#### MATERIAL SUPPLIED ####
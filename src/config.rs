//! Configuration bundle accepted by every coupled boundary condition.
//!
//! The host's parameter system hands over already-parsed values; this
//! module only defines their shape and the checks the core needs.
//!
//! ```
//! use coupled_bc::config::BcParams;
//!
//! let params = BcParams::new("T")
//!     .with_boundary(["inlet", "wall"])
//!     .with_value("value", 300.0);
//! assert_eq!(params.boundary, vec!["inlet", "wall"]);
//! assert_eq!(params.value("value"), Some(300.0));
//! ```

use std::collections::BTreeMap;

use serde::{Deserialize, Serialize};

use crate::error::{BcError, BcResult};

/// Parameters of a coupled boundary condition.
#[derive(Clone, Debug, Default, PartialEq, Serialize, Deserialize)]
pub struct BcParams {
    /// External solver variable the condition is imposed on
    pub solver_variable: String,
    /// Boundaries the condition applies to; empty means all
    #[serde(default)]
    pub boundary: Vec<String>,
    /// Numeric parameters specific to the concrete condition
    #[serde(default)]
    pub values: BTreeMap<String, f64>,
}

impl BcParams {
    /// System attribute name under which coupled conditions are grouped.
    pub const SYSTEM_ATTRIBUTE: &'static str = "CoupledBC";

    /// Base category every coupled condition registers under.
    pub const BASE: &'static str = "CoupledBC";

    /// Create parameters for a solver variable, applying to all boundaries.
    pub fn new(solver_variable: impl Into<String>) -> Self {
        Self {
            solver_variable: solver_variable.into(),
            ..Default::default()
        }
    }

    /// Restrict the condition to the given boundaries.
    pub fn with_boundary<I, S>(mut self, boundary: I) -> Self
    where
        I: IntoIterator<Item = S>,
        S: Into<String>,
    {
        self.boundary = boundary.into_iter().map(Into::into).collect();
        self
    }

    /// Set a numeric parameter.
    pub fn with_value(mut self, key: impl Into<String>, value: f64) -> Self {
        self.values.insert(key.into(), value);
        self
    }

    /// Get a numeric parameter.
    pub fn value(&self, key: &str) -> Option<f64> {
        self.values.get(key).copied()
    }

    /// Get a numeric parameter the condition cannot do without.
    pub fn required_value(&self, key: &'static str) -> BcResult<f64> {
        self.value(key).ok_or(BcError::MissingParameter(key))
    }

    /// Check that required parameters are present.
    pub fn validate(&self) -> BcResult<()> {
        if self.solver_variable.trim().is_empty() {
            return Err(BcError::MissingParameter("solver_variable"));
        }
        Ok(())
    }
}

/// A configured condition: registered type name plus its parameters.
#[derive(Clone, Debug, PartialEq, Serialize, Deserialize)]
pub struct BcSpec {
    /// Registered type name, e.g. `"FixedValue"`
    #[serde(rename = "type")]
    pub bc_type: String,
    /// Parameters passed to the constructor
    #[serde(flatten)]
    pub params: BcParams,
}

impl BcSpec {
    /// Create a spec.
    pub fn new(bc_type: impl Into<String>, params: BcParams) -> Self {
        Self {
            bc_type: bc_type.into(),
            params,
        }
    }
}
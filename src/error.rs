//! Error type shared by every coupled boundary condition operation.

use thiserror::Error;

/// Errors raised while assembling or running coupled boundary conditions.
///
/// Construction-time variants (`IncompatibleProblem`, `UnknownBoundary`,
/// `MissingParameter`) are fatal: no boundary condition object exists when
/// they are returned.
#[derive(Debug, Error, Clone, PartialEq)]
pub enum BcError {
    /// The owning problem does not expose an external mesh.
    #[error("coupled boundary conditions can only be used with a coupled problem, got '{problem_type}'")]
    IncompatibleProblem { problem_type: String },

    /// A configured boundary is not part of the mesh catalog.
    #[error("boundary '{boundary}' not found in the external mesh")]
    UnknownBoundary { boundary: String },

    /// A required parameter is missing or empty.
    #[error("missing required parameter '{0}'")]
    MissingParameter(&'static str),

    /// A requested patch does not exist in the external case.
    #[error("patch '{patch}' not found in the external case")]
    UnknownPatch { patch: String },

    /// Two transfer parameters point at the same variable.
    #[error("parameters '{first}' and '{second}' cannot refer to the same variable: '{variable}'")]
    ConflictingTransfer {
        first: &'static str,
        second: &'static str,
        variable: String,
    },

    /// No constructor is registered under this type name.
    #[error("unknown coupled boundary condition type '{0}'")]
    UnknownBcType(String),

    /// A diagnostics row does not match the table header.
    #[error("info row has {actual} columns, table expects {expected}")]
    InfoRowWidth { expected: usize, actual: usize },

    /// `apply` was requested before the one-time setup ran.
    #[error("boundary conditions applied before initial setup")]
    SetupNotRun,

    /// The field store has no data for a variable on a boundary.
    #[error("no field data for variable '{variable}' on boundary '{boundary}'")]
    MissingField { variable: String, boundary: String },

    /// Face and interior values of a patch field differ in length.
    #[error(
        "field '{variable}' on boundary '{boundary}' has {face} face values but {interior} interior values"
    )]
    FieldLength {
        variable: String,
        boundary: String,
        face: usize,
        interior: usize,
    },

    /// A prescribed value is NaN or infinite.
    #[error("non-finite value {value} prescribed for variable '{variable}'")]
    NonFiniteValue { variable: String, value: f64 },
}

impl BcError {
    /// Create an unknown-boundary error.
    pub fn unknown_boundary(boundary: impl Into<String>) -> Self {
        Self::UnknownBoundary {
            boundary: boundary.into(),
        }
    }

    /// Create an incompatible-problem error.
    pub fn incompatible_problem(problem_type: impl Into<String>) -> Self {
        Self::IncompatibleProblem {
            problem_type: problem_type.into(),
        }
    }

    /// Create a missing-field error.
    pub fn missing_field(variable: impl Into<String>, boundary: impl Into<String>) -> Self {
        Self::MissingField {
            variable: variable.into(),
            boundary: boundary.into(),
        }
    }
}

/// Result alias used throughout the crate.
pub type BcResult<T> = Result<T, BcError>;
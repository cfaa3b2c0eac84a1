//! State shared by every coupled boundary condition.

use tracing::{info, warn};

use super::resolve_boundaries;
use crate::config::BcParams;
use crate::error::BcResult;
use crate::mesh::ExternalMesh;
use crate::problem::ProblemContext;

/// Common part of a coupled boundary condition.
///
/// Built atomically: [`CoupledBCBase::new`] either returns a fully resolved
/// object or an error, never something in between. After construction the
/// solver variable and boundary set never change.
///
/// The mesh is borrowed from the owning problem for `'m`, so a condition
/// cannot outlive the problem it was built in.
#[derive(Debug)]
pub struct CoupledBCBase<'m> {
    solver_variable: String,
    boundaries: Vec<String>,
    mesh: &'m dyn ExternalMesh,
}

impl<'m> CoupledBCBase<'m> {
    /// Bind to the owning problem and resolve the configured boundaries.
    ///
    /// An empty boundary list resolves to the whole mesh catalog, so the
    /// resolved set is non-empty unless the mesh itself has no subdomains.
    /// In that case it is empty.
    ///
    /// # Errors
    /// * `BcError::IncompatibleProblem` if the problem is not coupled; this is
    ///   checked before anything else
    /// * `BcError::MissingParameter` if the solver variable is empty
    /// * `BcError::UnknownBoundary` if a configured boundary is not in the
    ///   mesh catalog
    pub fn new(params: &BcParams, ctx: ProblemContext<'m>) -> BcResult<Self> {
        let mesh = ctx.coupled_mesh()?;
        params.validate()?;

        let catalog = mesh.subdomain_names(mesh.subdomain_list());
        let boundaries = resolve_boundaries(&params.boundary, &catalog)?;

        info!(
            variable = %params.solver_variable,
            n_boundaries = boundaries.len(),
            "coupled boundary condition bound"
        );

        Ok(Self {
            solver_variable: params.solver_variable.clone(),
            boundaries,
            mesh,
        })
    }

    /// External solver variable this condition acts on.
    pub fn solver_variable(&self) -> &str {
        &self.solver_variable
    }

    /// Resolved boundaries this condition applies to.
    pub fn boundaries(&self) -> &[String] {
        &self.boundaries
    }

    /// The external mesh.
    pub fn mesh(&self) -> &'m dyn ExternalMesh {
        self.mesh
    }

    /// Resolved boundaries whose patch is constrained by the external solver.
    pub fn constrained_boundaries(&self) -> Vec<&str> {
        self.boundaries
            .iter()
            .filter(|name| {
                self.mesh
                    .subdomain_id(name)
                    .and_then(|id| self.mesh.patch_kind(id))
                    .is_some_and(|kind| kind.is_constrained())
            })
            .map(String::as_str)
            .collect()
    }

    /// Log a warning for each constrained boundary; the external solver will
    /// override whatever is imposed there.
    pub(crate) fn warn_constrained(&self, bc_type: &str) {
        for boundary in self.constrained_boundaries() {
            warn!(
                bc_type,
                variable = %self.solver_variable,
                boundary,
                "boundary is constrained by the external solver"
            );
        }
    }
}

#[cfg(test)]
mod tests {
    use super::*;
    use crate::error::BcError;
    use crate::mesh::{Patch, PatchKind, PatchMesh};
    use crate::problem::{CoupledProblem, StandaloneProblem, TransferConfig};

    fn problem() -> CoupledProblem<PatchMesh> {
        let mesh = PatchMesh::new(vec![
            Patch::new(0, "inlet", PatchKind::Patch, 2),
            Patch::new(1, "outlet", PatchKind::Patch, 2),
            Patch::wall(2, "wall", 8),
            Patch::new(3, "sides", PatchKind::Empty, 16),
        ]);
        CoupledProblem::new(mesh, TransferConfig::default()).unwrap()
    }

    #[test]
    fn test_empty_boundary_means_all() {
        let problem = problem();
        let base = CoupledBCBase::new(&BcParams::new("T"), problem.context()).unwrap();

        assert_eq!(base.solver_variable(), "T");
        assert_eq!(base.boundaries(), &["inlet", "outlet", "wall", "sides"]);
    }

    #[test]
    fn test_accessors_are_stable() {
        let problem = problem();
        let params = BcParams::new("U").with_boundary(["outlet", "inlet"]);
        let base = CoupledBCBase::new(&params, problem.context()).unwrap();

        let first = base.boundaries().to_vec();
        for _ in 0..3 {
            assert_eq!(base.boundaries(), first.as_slice());
            assert_eq!(base.solver_variable(), "U");
        }
    }

    #[test]
    fn test_unknown_boundary() {
        let problem = problem();
        let params = BcParams::new("T").with_boundary(["inlet", "roof"]);
        let err = CoupledBCBase::new(&params, problem.context()).unwrap_err();
        assert_eq!(err, BcError::unknown_boundary("roof"));
    }

    #[test]
    fn test_incompatible_problem_checked_first() {
        let standalone = StandaloneProblem::default();
        let params = BcParams::new("").with_boundary(["nowhere"]);
        let err = CoupledBCBase::new(&params, ProblemContext::new(&standalone)).unwrap_err();
        assert_eq!(err, BcError::incompatible_problem("FEProblem"));
    }

    #[test]
    fn test_missing_variable() {
        let problem = problem();
        let err = CoupledBCBase::new(&BcParams::new(""), problem.context()).unwrap_err();
        assert_eq!(err, BcError::MissingParameter("solver_variable"));
    }

    #[test]
    fn test_empty_catalog_resolves_to_empty_set() {
        let problem = CoupledProblem::new(PatchMesh::default(), TransferConfig::default()).unwrap();
        let base = CoupledBCBase::new(&BcParams::new("T"), problem.context()).unwrap();
        assert!(base.boundaries().is_empty());
    }

    #[test]
    fn test_constrained_boundaries() {
        let problem = problem();
        let base = CoupledBCBase::new(&BcParams::new("T"), problem.context()).unwrap();
        assert_eq!(base.constrained_boundaries(), vec!["sides"]);
    }
}
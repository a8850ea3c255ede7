//! Serial execution lanes.
//!
//! A [Lane] is a single worker thread draining a FIFO queue of jobs. Jobs
//! scheduled on the same lane never overlap and run in the order they were
//! scheduled, no matter how many threads schedule onto it concurrently. This
//! is the only synchronisation the promise engine relies on: every piece of
//! mutable promise state is bound to one lane and only touched by jobs
//! running there.
//!
//! ```
//! use pledge::lane::Lane;
//! use std::sync::mpsc::channel;
//!
//! let lane = Lane::spawn("doc-lane".into()).unwrap();
//! let (tx, rx) = channel();
//! for i in 0..3 {
//!     let tx = tx.clone();
//!     lane.schedule(move || tx.send(i).unwrap());
//! }
//! assert_eq!(rx.iter().take(3).collect::<Vec<_>>(), vec![0, 1, 2]);
//! ```
use std::{
    cell::Cell,
    fmt,
    io::Result,
    sync::{
        atomic::{AtomicUsize, Ordering},
        mpsc::{channel, Sender},
        Arc,
    },
    thread,
};

use log::{debug, trace, warn};

type Job = Box<dyn FnOnce() + Send + 'static>;

/// Identity token of a lane.
///
/// Two [Lane] handles compare equal through their ids iff they refer to the
/// same worker.
#[derive(Debug, Clone, Copy, PartialEq, Eq, Hash)]
pub struct LaneId(usize);

impl fmt::Display for LaneId {
    fn fmt(&self, f: &mut fmt::Formatter<'_>) -> fmt::Result {
        write!(f, "lane#{}", self.0)
    }
}

static NEXT_ID: AtomicUsize = AtomicUsize::new(0);

thread_local! {
    static CURRENT: Cell<Option<LaneId>> = const { Cell::new(None) };
}

/// The lane the calling code is executing on, or `None` when called from a
/// thread that isn't a lane worker.
pub fn current() -> Option<LaneId> {
    CURRENT.with(Cell::get)
}

struct Inner {
    id: LaneId,
    name: String,
    tx: Sender<Job>,
}

/// A handle to a serial worker.
///
/// Handles are cheap to clone. The worker thread exits once every handle has
/// been dropped and its queue has drained.
#[derive(Clone)]
pub struct Lane {
    inner: Arc<Inner>,
}

impl Lane {
    /// Start a new worker thread with the given name.
    pub fn spawn(name: String) -> Result<Self> {
        let id = LaneId(NEXT_ID.fetch_add(1, Ordering::Relaxed));
        let (tx, rx) = channel::<Job>();

        thread::Builder::new().name(name.clone()).spawn(move || {
            CURRENT.with(|c| c.set(Some(id)));

            while let Ok(job) = rx.recv() {
                job();
            }

            debug!("{id} exiting, no handles left");
        })?;

        debug!("spawned {id} ({name})");

        Ok(Self {
            inner: Arc::new(Inner { id, name, tx }),
        })
    }

    pub fn id(&self) -> LaneId {
        self.inner.id
    }

    pub fn name(&self) -> &str {
        &self.inner.name
    }

    /// Queue `work` for execution on this lane.
    ///
    /// Never blocks and never runs `work` inline, even when called from this
    /// lane's own worker. Errors raised by `work` are the caller's concern:
    /// the worker does not catch panics.
    pub fn schedule<F>(&self, work: F)
    where
        F: FnOnce() + Send + 'static,
    {
        trace!("scheduling job on {}", self.inner.id);

        if self.inner.tx.send(Box::new(work)).is_err() {
            warn!("{} has stopped, dropping job", self.inner.id);
        }
    }

    /// Whether the calling code is running on this lane.
    pub fn is_current(&self) -> bool {
        current() == Some(self.inner.id)
    }
}

impl fmt::Debug for Lane {
    fn fmt(&self, f: &mut fmt::Formatter<'_>) -> fmt::Result {
        f.debug_struct("Lane")
            .field("id", &self.inner.id)
            .field("name", &self.inner.name)
            .finish()
    }
}
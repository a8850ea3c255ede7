use anyhow::Result;
use clap::Parser;
use futures::executor::block_on;
use pledge::{
    pool::LanePool,
    promise::{Promise, Resolution},
};
use std::{thread, time::Duration};

/// Start a number of producers that each settle a promise after a delay and
/// gather all of their results.
#[derive(Parser)]
struct Args {
    /// Number of producers.
    #[arg(short, long, default_value_t = 10)]
    producers: u64,

    /// Producer that rejects instead of resolving.
    #[arg(short, long)]
    reject: Option<u64>,
}

fn main() -> Result<()> {
    env_logger::init();
    let args = Args::parse();
    let pool = LanePool::new()?;

    println!("{} lanes", pool.size());

    let promises: Vec<Promise<u64>> = (0..args.producers)
        .map(|i| {
            let (deferred, promise) = pool.deferred();
            let reject = args.reject == Some(i);

            thread::spawn(move || {
                thread::sleep(Duration::from_millis(10 * (args.producers - i)));
                if reject {
                    deferred.reject(format!("producer {i} gave up"));
                } else {
                    deferred.resolve(i * i);
                }
            });

            promise
        })
        .collect();

    let total: Promise<u64> = pool
        .all::<u64, _>(promises)
        .and_then(|squares| Ok(Resolution::Value(squares.iter().sum())));

    match block_on(async { total.await }) {
        Ok(total) => println!("sum of squares: {total}"),
        Err(reason) => println!("failed: {reason}"),
    }

    Ok(())
}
####
== REQUIRED WORK ==
Set down exactly the lines of the data above, beginning with the line that has "#[derive(Parser)]" and ending with the line that has "let pool = LanePool::new()?;", and no others.

== ANSWER BELOW ==
#[derive(Parser)]
struct Args {
    /// Number of producers.
    #[arg(short, long, default_value_t = 10)]
    producers: u64,

    /// Producer that rejects instead of resolving.
    #[arg(short, long)]
    reject: Option<u64>,
}

fn main() -> Result<()> {
    env_logger::init();
    let args = Args::parse();
    let pool = LanePool::new()?;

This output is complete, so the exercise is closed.